On gorgeous days, I scanned the horizon for clouds; sometimes I walked into the bookshop to ask the monk on duty if he’d heard the weather forecast for next Friday. When, the day before Steve’s anticipated arrival, he (almost inevitably) called to cancel, I realized that the only thing I’d done was to exile myself from Paradise, anguishing over what never came to pass.
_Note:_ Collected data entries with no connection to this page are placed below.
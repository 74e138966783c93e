use admin_smoke::{app::App, collaborators::Collaborators, config, telemetry};
use reqwest::{redirect, Client, Response};
use std::{env, io, sync::LazyLock};

const RQST_FAIL: &str = "Failed to execute request.";

const LOGGER_NAME: &str = "test";
const LOGGER_FILTER_LEVEL: &str = "info";

static TRACING: LazyLock<()> = LazyLock::new(TestApp::init_logging);

pub struct TestApp {
    pub addr: String,
    /// Keeps the session cookie between requests, like a browser tab.
    pub api_client: Client,
}

impl TestApp {
    /// Runs the app in the background at a random port with the configured collaborators.
    pub async fn spawn() -> TestApp {
        Self::spawn_with(None).await
    }

    /// Runs the app in the background at a random port around the given collaborators.
    pub async fn spawn_with(collaborators: Option<Collaborators>) -> TestApp {
        LazyLock::force(&TRACING);

        // Randomise configuration to ensure test isolation
        let config = {
            let mut raw = config::get().expect("Failed to read configuration");
            raw.application.port = 0;
            raw.application.secure_cookies = false;
            raw
        };

        let app = match collaborators {
            Some(c) => App::build_with(&config, c).await,
            None => App::build(&config).await,
        }
        .expect("Failed to build application.");
        let addr = format!("http://127.0.0.1:{}", app.addr().port());

        // Run the application as a background task
        tokio::spawn(app.run_until_stopped());

        let api_client = Client::builder()
            .redirect(redirect::Policy::none())
            .cookie_store(true)
            .build()
            .unwrap();

        TestApp { addr, api_client }
    }

    fn init_logging() {
        let subscriber: Box<dyn tracing::subscriber::Subscriber + Send + Sync> =
            if env::var("TEST_LOG").is_ok() {
                Box::new(telemetry::get_subscriber(
                    LOGGER_NAME,
                    LOGGER_FILTER_LEVEL,
                    io::stdout,
                ))
            } else {
                Box::new(telemetry::get_subscriber(
                    LOGGER_NAME,
                    LOGGER_FILTER_LEVEL,
                    io::sink,
                ))
            };

        telemetry::init_subscriber(subscriber)
    }

    pub async fn get(&self, path: &str) -> Response {
        self.api_client
            .get(format!("{}{path}", self.addr))
            .send()
            .await
            .expect(RQST_FAIL)
    }

    pub async fn post(&self, path: &str) -> Response {
        self.api_client
            .post(format!("{}{path}", self.addr))
            .send()
            .await
            .expect(RQST_FAIL)
    }

    pub async fn get_home_html(&self) -> String {
        self.get("/").await.text().await.unwrap()
    }

    pub async fn is_admin(&self) -> bool {
        let body: serde_json::Value = self.get("/api/session/admin").await.json().await.unwrap();
        body["isAdmin"].as_bool().unwrap()
    }

    pub async fn post_json(&self, path: &str) -> serde_json::Value {
        let resp = self.post(path).await;
        assert_eq!(resp.status().as_u16(), 200);
        resp.json().await.unwrap()
    }
}

pub fn assert_redirecting(resp: &Response, location: &str) {
    assert_eq!(resp.status().as_u16(), 303);
    assert_eq!(resp.headers().get("Location").unwrap(), location);
}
Even if it had come to pass, my worries would have been pointless. The very place that was teaching me surrender — the beauty of its spaciousness was that I didn’t have to control a thing — had been undone by my recidivist mind. A trifling example, of course — usually worries are over something more substantial and not entirely self-induced — and yet it seemed to be smiling at me in my foolishness. The books on my desk in the cabin, as it happened, that spring were by Marcus Aurelius and Epictetus. It’s not circumstances that define us, the Stoics wrote again and again; it’s our response to circumstances. And insofar as anxiety is to a large extent in the eye of the beholder, it’s also in the power of the beholder to control.
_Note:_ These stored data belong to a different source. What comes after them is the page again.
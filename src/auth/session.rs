use super::{create_fake_admin, AdminLogin};
use crate::{
    domain::{Identity, Role, SessionToken},
    storage::{Storage, TOKEN_KEY, USER_KEY},
};

#[tracing::instrument(name = "Simulate admin login", skip(storage))]
pub fn simulate_login(storage: &dyn Storage) -> AdminLogin {
    let login = create_fake_admin(storage);
    tracing::info!(email = %login.user.email, "Admin login simulated");
    login
}

/// Whether the persisted session belongs to an admin.
///
/// A missing token or user, or a user record that does not parse, denies access.
#[tracing::instrument(name = "Check admin access", skip(storage))]
pub fn check_admin_access(storage: &dyn Storage) -> bool {
    let token = storage
        .get_item(TOKEN_KEY)
        .and_then(|t| SessionToken::parse(t).ok());
    let user = storage.get_item(USER_KEY).filter(|u| !u.is_empty());

    let (Some(_), Some(user)) = (token, user) else {
        return false;
    };

    match Identity::parse_role(&user) {
        Ok(role) => role == Role::Admin,
        Err(e) => {
            tracing::warn!(error.cause_chain = ?e, "Stored user could not be parsed");
            false
        }
    }
}

#[tracing::instrument(name = "Clear session", skip(storage))]
pub fn clear_session(storage: &dyn Storage) {
    storage.remove_item(TOKEN_KEY);
    storage.remove_item(USER_KEY);
}
use crate::helpers::{self, TestApp};

#[tokio::test]
async fn a_fresh_browser_has_no_admin_access() {
    // Arrange
    let app = TestApp::spawn().await;

    // Act
    let is_admin = app.is_admin().await;

    // Assert
    assert!(!is_admin);
}

#[tokio::test]
async fn simulated_login_stores_the_admin_session() {
    // Arrange
    let app = TestApp::spawn().await;

    // Act
    let body = app.post_json("/api/session/login").await;

    // Assert
    assert_eq!(body["token"], "test-admin-token-123");
    assert_eq!(body["user"]["role"], "admin");
    assert_eq!(body["user"]["email"], "admin@customwear.com");
    assert!(app.is_admin().await);
}

#[tokio::test]
async fn clearing_the_session_revokes_admin_access() {
    // Arrange
    let app = TestApp::spawn().await;
    app.post_json("/api/session/login").await;

    // Act
    let first = app.post("/api/session/clear").await;
    let second = app.post("/api/session/clear").await;

    // Assert
    assert_eq!(first.status().as_u16(), 204);
    assert_eq!(second.status().as_u16(), 204);
    assert!(!app.is_admin().await);
}

#[tokio::test]
async fn the_status_page_follows_the_session() {
    // Arrange
    let app = TestApp::spawn().await;
    assert!(app.get_home_html().await.contains("No admin session"));

    // Act: Login
    let resp = app.post("/simulate-login").await;

    // Assert
    helpers::assert_redirecting(&resp, "/");

    // Act 2: Follow the redirect
    let html = app.get_home_html().await;

    // Assert 2
    assert!(html.contains("Admin session active"));
    assert!(html.contains("<p><i>Logged in as admin@customwear.com.</i></p>"));

    // Act 3: Clear the session
    let resp = app.post("/clear-session").await;
    helpers::assert_redirecting(&resp, "/");
    let html = app.get_home_html().await;

    // Assert 3
    assert!(html.contains("No admin session"));
    assert!(html.contains("<p><i>Session cleared.</i></p>"));
}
I couldn’t register that, however, because I was worried through the days before Steve’s projected arrival that a noisy neighbor might disturb his stay. The problem with anxiety — as Marcus Aurelius would acknowledge — is that, by definition, it’s irrational; in that regard, it’s not so different from the almost irresistible impulse to jump that seizes me every time I find myself on a 50th-floor balcony, or the senseless revulsion I feel on seeing a rope that I take to be a snake. Its power comes in those moments when reason has no sway over it.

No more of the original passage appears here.